If the spinal cord is the “site of action,” are the inhibitory effects confined to more or less a segmental distribution?
If the inhibitory effects are controlled by higher centers, is there a more systemic distribution of their effects?
In either case, what are the neurochemical mechanisms involved?
Are spinal inhibitory neurotransmitters, such as ?-aminobutyric acid or enkephalin, involved or are more centrally acting neuro-transmitters, such as serotonin, noradrenaline, or endorphin involved? and
Does the inhibitory effect depend on the cavitation phenomenon or can it be elicited by noncavitating procedures?
The studies by Vernon et al [12, 20, 21] and by Vincenzino et al [14, 22] show a clear difference between thrusting manipulations and other manual procedures (such as oscillatory mobilization) in the magnitude of hypoalgesia produced after manipulation. No study in this category has examined these effects for longer than 15 minutes. No study has examined the cumulative effects of several manipulations to determine if there is a dose-dependent response.

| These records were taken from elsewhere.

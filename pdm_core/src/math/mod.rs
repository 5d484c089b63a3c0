pub mod failure;
pub mod linear_fit;
pub mod rolling_band;

pub use failure::{project_failure_day, FailureProjection};
pub use linear_fit::{fit_linear_trend, LinearFit};
pub use rolling_band::{rolling_band, RollingBand, RollingBandModel};
use std::collections::HashMap;

use serde::de::DeserializeOwned;
use serde_json::Value;

use crate::common::pdm_error::{PdmError, PdmResult};

/// Key/value configuration that tracks which keys were consumed, so that
/// typos surface as errors instead of being silently ignored.
#[derive(Debug, Default)]
pub struct ConfigWithCheck {
    conf: HashMap<String, Value>,
}

impl ConfigWithCheck {
    pub fn new(conf: HashMap<String, Value>) -> Self {
        Self { conf }
    }

    /// Take `key` out of the map and deserialize it
    pub fn get<T: DeserializeOwned>(&mut self, key: &str) -> PdmResult<Option<T>> {
        match self.conf.remove(key) {
            None | Some(Value::Null) => Ok(None),
            Some(v) => serde_json::from_value(v)
                .map(Some)
                .map_err(|e| PdmError::Config(format!("bad value for {}: {}", key, e))),
        }
    }

    pub fn get_or<T: DeserializeOwned>(&mut self, key: &str, default: T) -> PdmResult<T> {
        Ok(self.get(key)?.unwrap_or(default))
    }

    /// Fail if any key was never consumed
    pub fn check(&self) -> PdmResult<()> {
        if self.conf.is_empty() {
            return Ok(());
        }
        let mut keys: Vec<&str> = self.conf.keys().map(String::as_str).collect();
        keys.sort_unstable();
        Err(PdmError::Config(format!("unknown para = {}", keys.join(", "))))
    }
}
use crate::common::pdm_error::{PdmError, PdmResult};

/// Fail on the first NaN or infinite value
pub fn check_finite(values: &[f64], what: &'static str) -> PdmResult<()> {
    match values.iter().position(|v| !v.is_finite()) {
        Some(index) => Err(PdmError::NonFinite { what, index }),
        None => Ok(()),
    }
}

pub fn mean(values: &[f64]) -> f64 {
    values.iter().sum::<f64>() / values.len() as f64
}

/// Sample standard deviation (ddof = 1); a single sample or identical
/// samples yield exactly 0
pub fn sample_std(values: &[f64]) -> f64 {
    if values.len() < 2 || values.iter().all(|&v| v == values[0]) {
        return 0.0;
    }
    let m = mean(values);
    let var = values.iter().map(|&x| (x - m).powi(2)).sum::<f64>() / (values.len() - 1) as f64;
    var.sqrt()
}

/// Lowercase file-name slug: "FMEA Action Plan" -> "fmea_action_plan"
pub fn slugify(s: &str) -> String {
    let mut out = String::with_capacity(s.len());
    for c in s.chars() {
        if c.is_ascii_alphanumeric() {
            out.push(c.to_ascii_lowercase());
        } else if !out.is_empty() && !out.ends_with('_') {
            out.push('_');
        }
    }
    while out.ends_with('_') {
        out.pop();
    }
    out
}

Clinical experience may shed some light on these questions. Gillette  argued that the forces involved in a thrusting manipulation were large enough to be capable of stimulating low- and high-threshold receptors (ie, nonnoxious and noxious transmission). Why is it that the hallmark of a successful manipulation is the lack of evoked pain? All the subjects in the studies cited related that the manipulative procedure provided was not painful. How can a physical procedure, which is theoretically capable of evoking a pain response, not be painful? Is instantaneous inhibition a part of the procedure?

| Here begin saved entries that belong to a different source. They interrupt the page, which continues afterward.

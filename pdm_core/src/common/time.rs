use chrono::{Duration, NaiveDate};

use crate::common::pdm_error::PdmResult;

pub const DATE_FORMAT: &str = "%Y-%m-%d";

/// Parse "YYYY-MM-DD" or "YYYYMMDD"
pub fn parse_date(s: &str) -> PdmResult<NaiveDate> {
    let s = s.trim();
    let date = if s.contains('-') {
        NaiveDate::parse_from_str(s, DATE_FORMAT)?
    } else {
        NaiveDate::parse_from_str(s, "%Y%m%d")?
    };
    Ok(date)
}

pub fn add_days(date: NaiveDate, days: u32) -> NaiveDate {
    date + Duration::days(days as i64)
}

pub fn format_date(date: NaiveDate) -> String {
    date.format(DATE_FORMAT).to_string()
}
use chrono::NaiveDate;
use serde::Serialize;

use crate::common::{
    pdm_error::{PdmError, PdmResult},
    time::add_days,
};

#[derive(Debug, Clone, PartialEq, Eq, Serialize)]
pub struct MaintenanceTask {
    pub name: String,
    /// Days after the schedule start
    pub offset_days: u32,
    pub duration_days: u32,
}

/// A task placed on the calendar; `end` is exclusive
#[derive(Debug, Clone, PartialEq, Eq, Serialize)]
pub struct ScheduledTask {
    pub task: String,
    pub start: NaiveDate,
    pub end: NaiveDate,
}

#[derive(Debug, Clone, PartialEq, Eq, Serialize)]
pub struct Schedule {
    pub title: String,
    pub start: NaiveDate,
    pub tasks: Vec<MaintenanceTask>,
}

impl Schedule {
    pub fn new(title: impl Into<String>, start: NaiveDate, tasks: Vec<MaintenanceTask>) -> PdmResult<Self> {
        let title = title.into();
        if let Some(t) = tasks.iter().find(|t| t.duration_days == 0) {
            return Err(PdmError::Schedule {
                title,
                reason: format!("task {:?} has zero duration", t.name),
            });
        }
        Ok(Self { title, start, tasks })
    }

    /// Build from parallel name / offset / duration lists
    pub fn from_columns(
        title: impl Into<String>,
        start: NaiveDate,
        names: &[&str],
        offsets: &[u32],
        durations: &[u32],
    ) -> PdmResult<Self> {
        let title = title.into();
        if names.len() != offsets.len() || names.len() != durations.len() {
            return Err(PdmError::Schedule {
                title,
                reason: format!(
                    "{} tasks but {} offsets and {} durations",
                    names.len(),
                    offsets.len(),
                    durations.len()
                ),
            });
        }
        let tasks = names
            .iter()
            .zip(offsets)
            .zip(durations)
            .map(|((name, &offset_days), &duration_days)| MaintenanceTask {
                name: name.to_string(),
                offset_days,
                duration_days,
            })
            .collect();
        Self::new(title, start, tasks)
    }

    pub fn layout(&self) -> Vec<ScheduledTask> {
        self.tasks
            .iter()
            .map(|t| {
                let start = add_days(self.start, t.offset_days);
                ScheduledTask {
                    task: t.name.clone(),
                    start,
                    end: add_days(start, t.duration_days),
                }
            })
            .collect()
    }

    /// Earliest start and latest end over all tasks
    pub fn span(&self) -> Option<(NaiveDate, NaiveDate)> {
        let bars = self.layout();
        let first = bars.iter().map(|b| b.start).min()?;
        let last = bars.iter().map(|b| b.end).max()?;
        Some((first, last))
    }

    /// Tick dates every `interval` days from the schedule start through the
    /// last task end
    pub fn date_ticks(&self, interval: u32) -> Vec<NaiveDate> {
        let Some((_, last)) = self.span() else {
            return Vec::new();
        };
        let step = interval.max(1);
        let mut ticks = Vec::new();
        let mut d = self.start;
        while d <= last {
            ticks.push(d);
            d = add_days(d, step);
        }
        ticks
    }
}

Furthermore, what can be learned from common clinical experience and the clinical trial literature? After receiving a manipulation, patients neither indicate that they feel no pain in their bodies, nor do they indicate that they feel mildly euphoric in a way that would signal that some central analgesic state had been induced (such as with low-frequency acupuncture). In addition, patients do not request spinal manipulation as a form of central anesthesia before surgery although acupuncture or meditation may produce such a state. In fact, more has been written recently about patients receiving anesthetic before some manipulative procedures (manipulation under anaesthesia) to treat chronic pain conditions. All this suggests that the effect of manipulation is probably not targeted to a center located too high in the nervous system; it is more likely that this effect is targeted segmentally. Similar experiences suggest that if a patient has pain at a particular site in the spine and a successful manipulation is rendered there, then pain relief occurs at that point. Perhaps this argument will focus future investigations at some putative spinal inhibitory mechanism such as ?-aminobutyric acid—induced inhibition of DHNs.
More studies conducted carefully and skillfully that expand on this theoretic and empiric basis are needed before the mechanism of manipulation-induced hypoalgesia can be confirmed.